Submesoscale Currents from UAV: An Experiment over Small-Scale Eddies in the Coastal Black Sea

Abstract

A commercial unmanned aerial vehicle (UAV) is used for coastal submesoscale current estimation. The measurements were conducted in the Black Sea coastal area with a DJI Mavic quadcopter operated in self-stabilized mode at different look geometry (200–500-m altitude, 0–30∘ incidence angle). The results of four flights during 2020–2021 are reported. Some scenes captured a train of or individual eddies, generated by a current flowing around a topographic obstacle (pier). The eddies were optically visible due to the mixing of clear and turbid waters in the experiment area.

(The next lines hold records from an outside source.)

//! Per-kind resource syncers.
//!
//! Each syncer lists one upstream kind, publishes its static `member`
//! entitlement and derives grants from upstream state. Nothing is persisted
//! between calls except what the [`SyncSession`] memoizes for one pass.

use async_trait::async_trait;
use tracing::warn;

use gatesync_core::{
    AccountInfo, AccountProvisioningDetails, Annotations, ConnectorError, ConnectorResult,
    CreateAccountResponse, Entitlement, Grant, Page, PaginationToken, Resource, ResourceId,
    ResourceType, new_assignment_entitlement,
};

use crate::resource_types::{MEMBERSHIP, USER};
use crate::session::SyncSession;

mod app;
mod database;
mod membership;
mod node;
mod role;
mod user;

pub use app::AppSyncer;
pub use database::DatabaseSyncer;
pub use node::NodeSyncer;
pub use role::RoleSyncer;
pub use user::{DEFAULT_ROLE, SETUP_LINK_FIELD, SETUP_LINK_TTL_HOURS, UserSyncer};

#[async_trait]
pub trait ResourceSyncer: Send + Sync {
    fn resource_type(&self) -> ResourceType;

    async fn list(
        &self,
        session: &SyncSession,
        parent: Option<&ResourceId>,
        token: &PaginationToken,
    ) -> ConnectorResult<Page<Resource>>;

    /// The single `member` entitlement, grantable to users.
    async fn entitlements(
        &self,
        _session: &SyncSession,
        resource: &Resource,
        _token: &PaginationToken,
    ) -> ConnectorResult<Page<Entitlement>> {
        Ok(Page::last(vec![membership_entitlement(
            resource,
            self.resource_type(),
        )]))
    }

    async fn grants(
        &self,
        _session: &SyncSession,
        _resource: &Resource,
        _token: &PaginationToken,
    ) -> ConnectorResult<Page<Grant>> {
        Ok(Page::empty())
    }

    async fn grant(
        &self,
        _session: &SyncSession,
        _principal: &Resource,
        _entitlement: &Entitlement,
    ) -> ConnectorResult<Annotations> {
        Err(no_entitlements(self.resource_type()))
    }

    async fn revoke(&self, _session: &SyncSession, _grant: &Grant) -> ConnectorResult<Annotations> {
        Err(no_entitlements(self.resource_type()))
    }
}

/// Account lifecycle for syncers whose kind can be provisioned.
#[async_trait]
pub trait AccountManager: Send + Sync {
    fn create_account_capability_details(&self) -> AccountProvisioningDetails;

    async fn create_account(&self, info: &AccountInfo) -> ConnectorResult<CreateAccountResponse>;

    async fn delete(&self, id: &ResourceId) -> ConnectorResult<Annotations>;
}

/// `"<name> <Kind> member"` / `"Member of <name> <kind>"`.
pub fn membership_entitlement(resource: &Resource, kind: ResourceType) -> Entitlement {
    let name = &resource.display_name;
    new_assignment_entitlement(resource, MEMBERSHIP)
        .with_grantable_to(&USER)
        .with_display_name(format!("{name} {} {MEMBERSHIP}", kind.display_name))
        .with_description(format!(
            "Member of {name} {}",
            kind.display_name.to_lowercase()
        ))
}

/// Only users can hold memberships.
pub(crate) fn ensure_user_principal(principal: &ResourceId) -> ConnectorResult<()> {
    if principal.is_type(USER.id) {
        return Ok(());
    }
    warn!(
        principal_type = %principal.resource_type,
        principal_id = %principal.resource,
        "only users can hold membership"
    );
    Err(ConnectorError::invalid_principal_type(
        &principal.resource_type,
        format!("only users can hold membership, got '{principal}'"),
    ))
}

fn no_entitlements(kind: ResourceType) -> ConnectorError {
    ConnectorError::validation(format!("{} resources hold no entitlements", kind.id))
}
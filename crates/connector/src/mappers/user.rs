use gatesync_core::{
    AccountType, Resource, ResourceError, ResourceId, UserStatus, UserTrait, new_user_resource,
};
use gatesync_upstream::{User, UserKind};

use super::profile;
use crate::names::split_dash_separated_name;
use crate::resource_types::USER;

fn account_type(kind: UserKind) -> AccountType {
    match kind {
        UserKind::Human => AccountType::Human,
        UserKind::Service => AccountType::Service,
        UserKind::System => AccountType::System,
    }
}

/// Map an upstream user.
///
/// The backend keeps no email for users, so human accounts use their login
/// as the primary address. `parent` is recorded as given.
pub fn user_resource(user: &User, parent: Option<&ResourceId>) -> Result<Resource, ResourceError> {
    let name = user.name.as_str();
    let (first_name, last_name) = split_dash_separated_name(name);
    let account_type = account_type(user.kind());
    let is_human = account_type == AccountType::Human;

    let mut fields = vec![
        ("name", name),
        ("user_id", user.revision.as_str()),
        ("first_name", first_name),
        ("last_name", last_name),
    ];
    if is_human {
        fields.push(("email", name));
    }

    let mut user_trait = UserTrait::new(name)
        .with_profile(profile(fields))
        .with_status(UserStatus::from_locked(user.locked))
        .with_account_type(account_type);
    if is_human {
        user_trait = user_trait.with_email(name, true);
    }

    new_user_resource(name, &USER, name, user_trait, parent.cloned())
}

Wave dispersion analysis (WDA), based on dispersion shell signature recognition, is used to estimate the sea surface current in the upper 0.5-m-thick layer. The WDA-derived current maps are consistent with visible eddy manifestations. The alternative method, based on 4D-variational assimilation (4DVAR), agrees well with WDA and can complement it in calm wind conditions when waves are too short to be resolved by the UAV sensor. The error of reconstructed velocity due to the uncontrolled UAV motions is assessed from referencing to static land control points. At a 500-m altitude and 7–10 m s−1 wind speed (reported by a local weather station for 10-m height), the UAV drift velocity, or the bias of the current velocity estimate, is about 0.1 m s−1, but can be reduced to 0.05 m s−1 if the first 10 s of the UAV self-stabilization period are excluded from the analysis. The observed anticyclonic eddies (200–400 m in diameter with 0.15–0.30 m s−1 orbital velocity) have an unexpectedly high Rossby number, Ro∼15, suggesting the importance of nonlinear centrifugal force for such eddies and their significant role in coastal vertical transport.